To explore relationships between markers of spontaneous preterm birth (sPTB), we: a) characterised the cervicovaginal fluid (CVF) cytokine profiles of pregnant South African women at risk of PTB; b) determined CVF matrix-metalloproteinase-9 (MMP-9) and its regulator tissue inhibitor of metalloproteinase-1 (TIMP-1); and c) explored the predictive potential of these markers for sPTB. The concentrations of 10 inflammatory cytokines, and MMP-9 and TIMP-1 were determined by ELISA in CVF samples from 47 non-labouring women at three gestational time points (GTPs): GTP1 (20-22 weeks, n=37), GTP2 (26-28 weeks, n=40), and GTP3 (34-36 weeks, n=29), and analysed for changes in protein concentrations and predictive capacities (area under the ROC curve (AUC) and 95% confidence interval (CI)) for sPTB. Eleven (GTP1), thirteen (GTP2) and six (GTP3) women delivered preterm within 85.3±25.9, 51.3±15.3 and 11.8±7.5 days after assessment respectively. At GTP1, IL-8 was higher (4-fold, p=0.02), while GM-CSF was lower (~1.4-fold, p=0.03) in the preterm compared to term women with an average AUC=0.73. At GTP2, IL-1β (18-fold, p<0.0001), IL-8 (4-fold, p=0.03), MMP-9 (17-fold, p=0.0007), MMP-9/TIMP-1 ratio (9-fold, p=0.004) and MMP-9/GM-CSF ratio (87-fold, p=0.005) were higher in preterm compared to term women with an average AUC=0.80. By contrast, IL-10 was associated with term delivery with an AUC (95%CI)=0.75(0.55-0.90). At GTP3, IL-1β (58-fold, p=0.0003), IL-8 (12-fold, p=0.002), MMP-9 (296-fold, p=0.03) and TIMP-1 (35-fold, p=0.01) were higher in preterm compared to term women with an average AUC=0.85. Elevated IL-1β was associated with delivery within 14 days of assessment with AUC=0.85 (0.67-0.96).
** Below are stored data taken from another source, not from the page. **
// Copyright (c) Contributors to the restore project.
// SPDX-License-Identifier: Apache-2.0

//! Handlers for git repositories: re-clone from a remote when one exists,
//! otherwise fall back to shipping the repository's own history as a
//! bundle inside the archive.

use std::sync::Arc;
use std::collections::{BTreeMap, BTreeSet};
use std::process::{Command, Stdio};

use crate::handler::{Args, FileInfo, Handler, HandlerKind, MatchContext};
use crate::{Error, Result};

fn git(target: &str, args: &[&str]) -> Result<String> {
    let dir = if std::path::Path::new(target).is_dir() {
        target
    } else {
        crate::path::parent(target).as_deref().unwrap_or(".")
    };
    let output = Command::new("git")
        .arg("-C")
        .arg(dir)
        .args(args)
        .stderr(Stdio::piped())
        .output()
        .map_err(|e| Error::Subprocess {
            program: format!("git {}", args.join(" ")),
            reason: e.to_string(),
        })?;
    if !output.status.success() {
        return Err(Error::Subprocess {
            program: format!("git {}", args.join(" ")),
            reason: String::from_utf8_lossy(&output.stderr).into_owned(),
        });
    }
    Ok(String::from_utf8_lossy(&output.stdout).trim_end().to_string())
}

/// For a path, try to find the repository it belongs to.
///
/// Returns `Some((bare, repo_root))`, or `None` if the path is not part of
/// a repository. As a fast path (avoiding a `git` invocation for every
/// candidate directory) this only looks at paths that either end in
/// `.git` or contain a `.git` subdirectory -- the convention every bare or
/// non-bare repository in practice follows.
fn try_get_repo(path: &str) -> Option<(bool, String)> {
    let looks_like_repo =
        path.ends_with(".git") || std::path::Path::new(path).join(".git").is_dir();
    if !looks_like_repo {
        return None;
    }
    if let Ok(toplevel) = git(path, &["rev-parse", "--show-toplevel"]) {
        if !toplevel.is_empty() {
            return Some((false, toplevel));
        }
    }
    if let Ok(git_dir) = git(path, &["rev-parse", "--git-dir"]) {
        let abs = std::fs::canonicalize(&git_dir).ok()?;
        return Some((true, abs.to_string_lossy().into_owned()));
    }
    None
}

fn remotes(path: &str) -> Vec<String> {
    git(path, &["remote"])
        .map(|out| out.lines().map(str::to_string).filter(|l| !l.is_empty()).collect())
        .unwrap_or_default()
}

fn fetch_url(path: &str, remote_name: &str) -> Result<String> {
    let info = git(path, &["remote", "show", "-n", remote_name])?;
    info.lines()
        .find_map(|line| line.strip_prefix("  Fetch URL: "))
        .map(str::to_string)
        .ok_or_else(|| Error::other(format!("bad output from git remote show {remote_name}")))
}

fn remote_is_local(remote: &str) -> bool {
    remote.starts_with("file://") || remote.split(':').next().is_some_and(|s| s.contains('/'))
}

/// Matches a git repository's top level (or git dir, if bare) that has at
/// least one remote. Restoring re-clones from that remote -- fast and
/// simple, but loses anything not pushed: unpushed commits, uncommitted
/// changes, untracked files, per-repo hooks and config.
#[derive(Debug)]
pub struct GitCloneKind;

#[derive(Debug)]
pub struct GitCloneHandler {
    path: String,
    remote: String,
    bare: bool,
}

impl HandlerKind for GitCloneKind {
    fn name(&self) -> &'static str {
        "git-clone"
    }

    fn try_match(&self, ctx: &MatchContext) -> Result<Option<Args>> {
        if !ctx.metadata().map(|m| m.is_dir()).unwrap_or(false) {
            return Ok(None);
        }
        let Some((bare, repo)) = try_get_repo(ctx.path) else {
            return Ok(None);
        };
        if repo != ctx.path {
            return Ok(None);
        }
        let remotes = remotes(ctx.path);
        if remotes.is_empty() {
            return Ok(None);
        }
        let remote_name = if remotes.iter().any(|r| r == "origin") {
            "origin"
        } else {
            remotes[0].as_str()
        };
        let remote = fetch_url(ctx.path, remote_name)?;
        Ok(Some(Args::with_positional([remote]).set("bare", bare.to_string())))
    }

    fn construct(&self, path: String, args: Args) -> Result<Arc<dyn Handler>> {
        let remote = args
            .positional(0)
            .ok_or_else(|| Error::other("git-clone handler requires a remote"))?
            .to_string();
        let bare = args.get("bare").map(|v| v == "true").unwrap_or(false);
        Ok(Arc::new(GitCloneHandler { path, remote, bare }))
    }
}

impl Handler for GitCloneHandler {
    fn kind_name(&self) -> &'static str {
        "git-clone"
    }

    fn path(&self) -> &str {
        &self.path
    }

    fn restores_contents(&self) -> bool {
        true
    }

    fn get_args(&self) -> Args {
        Args::with_positional([self.remote.clone()]).set("bare", self.bare.to_string())
    }

    fn get_depends(&self) -> BTreeSet<String> {
        let mut depends = BTreeSet::new();
        if let Some(parent) = crate::path::parent(&self.path) {
            depends.insert(parent);
        }
        if remote_is_local(&self.remote) {
            let local = self.remote.strip_prefix("file://").unwrap_or(&self.remote);
            depends.insert(local.to_string());
        }
        depends
    }

    fn restore(&self, extra_data: &BTreeMap<String, Vec<u8>>) -> Result<()> {
        let mut args = vec!["clone"];
        if self.bare {
            args.push("--bare");
        }
        args.push(&self.remote);
        args.push(&self.path);
        let status = Command::new("git")
            .args(&args)
            .status()
            .map_err(|e| Error::Subprocess {
                program: "git clone".to_string(),
                reason: e.to_string(),
            })?;
        if !status.success() {
            return Err(Error::Subprocess {
                program: "git clone".to_string(),
                reason: format!("exit status {:?}", status.code()),
            });
        }
        FileInfo::restore_onto(&self.path, extra_data)
    }
}

/// Matches any git repository (bare or not), storing its full history as a
/// bundle. Tried after [`GitCloneKind`], so a repository with a usable
/// remote prefers that instead. Does not capture uncommitted changes,
/// unreferenced commits, or per-repo hooks/config.
#[derive(Debug)]
pub struct GitBundleKind;

#[derive(Debug)]
pub struct GitBundleHandler {
    path: String,
    bare: bool,
}

impl HandlerKind for GitBundleKind {
    fn name(&self) -> &'static str {
        "git-bundle"
    }

    fn try_match(&self, ctx: &MatchContext) -> Result<Option<Args>> {
        if !ctx.metadata().map(|m| m.is_dir()).unwrap_or(false) {
            return Ok(None);
        }
        let Some((bare, repo)) = try_get_repo(ctx.path) else {
            return Ok(None);
        };
        if repo != ctx.path {
            return Ok(None);
        }
        Ok(Some(Args::new().set("bare", bare.to_string())))
    }

    fn construct(&self, path: String, args: Args) -> Result<Arc<dyn Handler>> {
        let bare = args.get("bare").map(|v| v == "true").unwrap_or(false);
        Ok(Arc::new(GitBundleHandler { path, bare }))
    }
}

impl Handler for GitBundleHandler {
    fn kind_name(&self) -> &'static str {
        "git-bundle"
    }

    fn path(&self) -> &str {
        &self.path
    }

    fn restores_contents(&self) -> bool {
        true
    }

    fn get_args(&self) -> Args {
        Args::new().set("bare", self.bare.to_string())
    }

    fn get_extra_data(&self) -> Result<BTreeMap<String, Vec<u8>>> {
        let output = Command::new("git")
            .args(["-C", &self.path, "bundle", "create", "-", "--all"])
            .output()
            .map_err(|e| Error::Subprocess {
                program: "git bundle create".to_string(),
                reason: e.to_string(),
            })?;
        if !output.status.success() {
            return Err(Error::Subprocess {
                program: "git bundle create".to_string(),
                reason: String::from_utf8_lossy(&output.stderr).into_owned(),
            });
        }
        let mut data = BTreeMap::new();
        data.insert("bundle".to_string(), output.stdout);
        Ok(data)
    }

    fn restore(&self, extra_data: &BTreeMap<String, Vec<u8>>) -> Result<()> {
        let bundle = extra_data
            .get("bundle")
            .ok_or_else(|| Error::other("git-bundle entry missing bundle data"))?;
        let mut tmp = tempfile::NamedTempFile::new()?;
        use std::io::Write;
        tmp.write_all(bundle)?;
        tmp.flush()?;
        let status = Command::new("git")
            .args(["clone", "-o", "bundle", &tmp.path().to_string_lossy(), &self.path])
            .status()
            .map_err(|e| Error::Subprocess {
                program: "git clone".to_string(),
                reason: e.to_string(),
            })?;
        if !status.success() {
            return Err(Error::Subprocess {
                program: "git clone -o bundle".to_string(),
                reason: format!("exit status {:?}", status.code()),
            });
        }
        FileInfo::restore_onto(&self.path, extra_data)
    }
}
Overall, elevated MMP-9 at GTP3 had the highest (13.3) positive likelihood ratio for distinguishing women at risk of sPTB. Lastly, a positive correlation between MMP-9 and TIMP-1 at all GTPs (⍴≥0.61, p<0.01) for women delivering at term was only observed at GTP1 for those who delivered preterm (⍴=0.70, p<0.03). In this cohort, sPTB is associated with gestation-dependent increase in pro-inflammatory cytokines, decreased IL-10 and GM-CSF, and dysregulated MMP-9-TIMP-1 interaction. Levels of cytokine (especially IL-1β) and ECM remodelling proteins rise significantly in the final two weeks before the onset of labour when sPTB is imminent. The signalling mechanisms for these ECM remodelling observations remain to be elucidated.